Black plays Adrienne, a retired but once-famous Hollywood actress who changes the lives of two old friends, Harold, played by Wes Ryan, and Burt, played by Rich Emery, when she moves into the retirement home where they spend most of their days outside on a bench, verbally and occasionally physically sparring.

The vibrancy of the faded beauty gives the men something new to fight over, as they each vie for Adrienne’s affections and try to keep up with her.

The ever-self-deprecating Black said one of the big reasons for choosing to leave the stage in the shoes of Adrienne was the chance to step into a role that was very different from her own life.

“I just love the idea that despite my somewhat questionable appearance I was portraying an attractive woman,” she said. “I’ve never portrayed a woman pursued by not one, but two men; it is quite fun.”

Deep respect for her co-stars was another draw.

“I’ve acted with and been directed by both Rich and Wes,” she said. “I admire both of those gentlemen so much — they aren’t just marvelous actors, but also understanding directors.

Wes had the role down pat from the beginning, and Rich as the grumpy one is hilarious because it’s so different from who he is as a person.”

The lines written by Clark, whose credits include everything from “The Smothers Brothers Comedy Hour” to “Moonlighting,” are funny, poignant and quick, but it is the flow between the three actors that turns the play into something special.

“It was a dream cast for me,” said director Danielle Ryan. “They couldn’t have made rehearsals any easier or more enjoyable.”

Black, though, said the director exhibited abundant patience.

“Danielle had to deal with a lot of struggling, at least from me,” Black said. “She really was an angel during rehearsals.”

Any struggling appears to have been worked out off-stage, as each performance is beautifully nuanced, and any seeming memory lapses only make sense for those portraying seniors.

And though a bit young for the role, Emery channeled his future grumpy old man with a perfection that must send a chill down the back of his wife, also an actress.

A small tree — one of the few onstage props — provides a lovely subtle nod to the changing of the seasons, blooming in the second scene and seeing its green leaves replaced with yellow by the last.

The passage of time is also what provides the bulk of the poignancy in the plot for the audience and the actors.

“The play is touching for me,” Black said, “because I know that one of these days I will have to go into some kind of care facility.
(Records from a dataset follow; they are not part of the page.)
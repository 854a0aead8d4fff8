use crate::*;
use pfc_core::*;
use pfc_records::*;
use pfc_store::Store;
use std::path::Path;
use std::path::PathBuf;

/// Import the PGN headers of every game under `path` into the game file.
///
/// Games without a Result tag pair, or with a value other than a win,
/// draw, or loss, are ignored. Games already on the database, matched by
/// (file basename, game number), are skipped, so a rerun adds nothing.
/// Returns Ok(false) without committing the in-flight segment when `path`
/// is unusable or `stop` is set.
pub fn import_pgn_headers<S: Store>(
    store: &mut S,
    path: &Path,
    reporter: &mut dyn Reporter,
    stop: &Stop,
) -> Outcome<bool> {
    if !path.exists() {
        reporter.append_text_only("");
        reporter.append_text(&format!("{} does not exist", path.display()));
        return Ok(false);
    }
    if !path.is_dir() {
        reporter.append_text_only("");
        reporter.append_text(&format!("{} is not a directory", path.display()));
        return Ok(false);
    }
    store.start_transaction();
    match import_directory(store, path, reporter, stop) {
        Ok(true) => {
            store.commit()?;
            reporter.append_text_only("");
            Ok(true)
        }
        Ok(false) => {
            store.backout();
            Ok(false)
        }
        Err(fault) => {
            store.backout();
            Err(fault)
        }
    }
}

/// Directory entries in deterministic order: files first, then
/// subdirectories, each sorted by name.
fn partitioned_entries(directory: &Path) -> std::io::Result<(Vec<PathBuf>, Vec<PathBuf>)> {
    let mut files = Vec::new();
    let mut directories = Vec::new();
    for entry in std::fs::read_dir(directory)? {
        let path = entry?.path();
        if path.is_dir() {
            directories.push(path);
        } else {
            files.push(path);
        }
    }
    files.sort();
    directories.sort();
    Ok((files, directories))
}

fn import_directory<S: Store>(
    store: &mut S,
    directory: &Path,
    reporter: &mut dyn Reporter,
    stop: &Stop,
) -> Outcome<bool> {
    reporter.append_text_only("");
    reporter.append_text(&format!("Processing files in {}", directory.display()));
    let (files, directories) = partitioned_entries(directory)?;
    for path in files {
        if !import_file(store, &path, reporter, stop)? {
            return Ok(false);
        }
    }
    for path in directories {
        if !import_directory(store, &path, reporter, stop)? {
            return Ok(false);
        }
    }
    Ok(true)
}

fn basename(path: &Path) -> String {
    path.file_name()
        .map(|name| name.to_string_lossy().into_owned())
        .unwrap_or_else(|| path.display().to_string())
}

fn import_file<S: Store>(
    store: &mut S,
    path: &Path,
    reporter: &mut dyn Reporter,
    stop: &Stop,
) -> Outcome<bool> {
    if !is_pgn_file(path) {
        reporter.append_text_only("");
        reporter.append_text(&format!("{} is not a .pgn file", path.display()));
        return Ok(true);
    }
    let file = basename(path);
    reporter.append_text_only("");
    reporter.append_text(&format!("Extracting game headers from {}", file));
    let text = match read_pgn_file(path) {
        Ok(text) => text,
        Err(error) => {
            // Unreadable file: skip it and carry on with the rest.
            reporter.append_text_only("");
            reporter.append_text(&format!("Unable to read {}: {}", file, error));
            return Ok(true);
        }
    };
    let file_count = store
        .recordlist_key(GAME_FILE, GAME_PGNFILE_INDEX, &file)
        .count_records();
    if file_count > 0 {
        reporter.append_text_only("");
        reporter.append_text(&format!(
            "{} games from file {} already on database: only missing game numbers will be copied.",
            file_count, file
        ));
    }
    let mut game_number = 0usize;
    let mut copy_number = 0usize;
    let mut seen_number = 0usize;
    let mut game_offset = None;
    for collected in GameScanner::new(&text) {
        if stop.is_set() {
            reporter.append_text_only("");
            reporter.append_text("Copy stopped.");
            return Ok(false);
        }
        game_number += 1;
        game_offset = Some(collected.offset);
        let number = game_number.to_string();
        let file_games = store.recordlist_key(GAME_FILE, GAME_PGNFILE_INDEX, &file);
        if file_games.count_records() > 0 {
            let number_games = store.recordlist_key(GAME_FILE, GAME_NUMBER_INDEX, &number);
            if (&number_games & &file_games).count_records() > 0 {
                continue;
            }
        }
        seen_number += 1;
        let game = Game::new(&file, &number, collected.offset, collected.tags);
        match game.result() {
            Some(result) if WIN_DRAW_LOSS.contains(&result) => {
                copy_number += 1;
                let key = store.put_record(GAME_FILE, &game)?;
                if copy_number % SEGMENT_SIZE == 0 {
                    store.commit()?;
                    store.start_transaction();
                    reporter.append_text(&format!(
                        "Record {} is from game {} in {}",
                        key, number, file
                    ));
                }
            }
            Some(result) => {
                reporter.append_text_only(&format!(
                    "{} is result of game {} in {}",
                    result, number, file
                ));
            }
            None => {
                reporter.append_text_only(&format!("No result tag in game {} in {}", number, file));
            }
        }
    }
    if let Some(offset) = game_offset {
        reporter.append_text_only("");
        reporter.append_text(&format!(
            "{} games read from {} to character {}",
            game_number, file, offset
        ));
        reporter.append_text_only(&format!("{} games added to database.", copy_number));
        reporter.append_text_only(&format!("{} games already on database.", file_count));
        reporter.append_text_only(&format!(
            "{} games had errors and were not copied.",
            seen_number - copy_number
        ));
    }
    Ok(true)
}

/// Count the games under `path` without touching the store.
///
/// The file is read as ISO-8859-1 without the UTF-8 trial, so the count
/// can disagree with the importing pass on files with multi-byte
/// sequences. Returns Ok(None) when `path` is unusable or `stop` is set.
pub fn count_pgn_games(
    path: &Path,
    reporter: &mut dyn Reporter,
    stop: &Stop,
) -> Outcome<Option<usize>> {
    if !path.exists() {
        reporter.append_text_only("");
        reporter.append_text(&format!("{} does not exist", path.display()));
        return Ok(None);
    }
    if !path.is_dir() {
        reporter.append_text_only("");
        reporter.append_text(&format!("{} is not a directory", path.display()));
        return Ok(None);
    }
    let counted = count_directory(path, reporter, stop)?;
    reporter.append_text_only("");
    Ok(counted)
}

fn count_directory(
    directory: &Path,
    reporter: &mut dyn Reporter,
    stop: &Stop,
) -> Outcome<Option<usize>> {
    reporter.append_text_only("");
    reporter.append_text(&format!("Counting games in {}", directory.display()));
    let (files, directories) = partitioned_entries(directory)?;
    let mut total = 0usize;
    for path in files {
        match count_file(&path, reporter, stop)? {
            Some(count) => total += count,
            None => return Ok(None),
        }
    }
    for path in directories {
        match count_directory(&path, reporter, stop)? {
            Some(count) => total += count,
            None => return Ok(None),
        }
    }
    Ok(Some(total))
}

fn count_file(
    path: &Path,
    reporter: &mut dyn Reporter,
    stop: &Stop,
) -> Outcome<Option<usize>> {
    if !is_pgn_file(path) {
        return Ok(Some(0));
    }
    let file = basename(path);
    let text = match read_pgn_file_latin1(path) {
        Ok(text) => text,
        Err(error) => {
            reporter.append_text_only("");
            reporter.append_text(&format!("Unable to read {}: {}", file, error));
            return Ok(Some(0));
        }
    };
    let mut game_number = 0usize;
    let mut game_offset = None;
    for collected in GameScanner::new(&text) {
        if stop.is_set() {
            reporter.append_text_only("");
            reporter.append_text("Count stopped.");
            return Ok(None);
        }
        game_number += 1;
        game_offset = Some(collected.offset);
    }
    if let Some(offset) = game_offset {
        reporter.append_text_only("");
        reporter.append_text(&format!(
            "{} games read from {} to character {}",
            game_number, file, offset
        ));
    }
    Ok(Some(game_number))
}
It’s coming, and time flies; when you hit my age it’s like living two years in one. One of my favorite lines from the play is, ‘They keep us alive but they don’t keep us living.’ I couldn’t agree more. My life has been such an adventure and I intend to keep it that way.”

“A Bench in the Sun” runs through March 30, with performances at 7:30 pm every Thursday, Friday and Saturday evening except for Saturday, March 23, and one 2 pm Sunday matinée on March 17. Theatre West is located at 3536 SE Hwy. 101. Tickets are $15 for adults and $13 for seniors and students. For reservations, call 541-994-5663. A special Dinner Theater performance will be held at the Beach Club and Event Center, on Saturday, March 23. Tickets are $40. Call 541-418-5468 for tickets.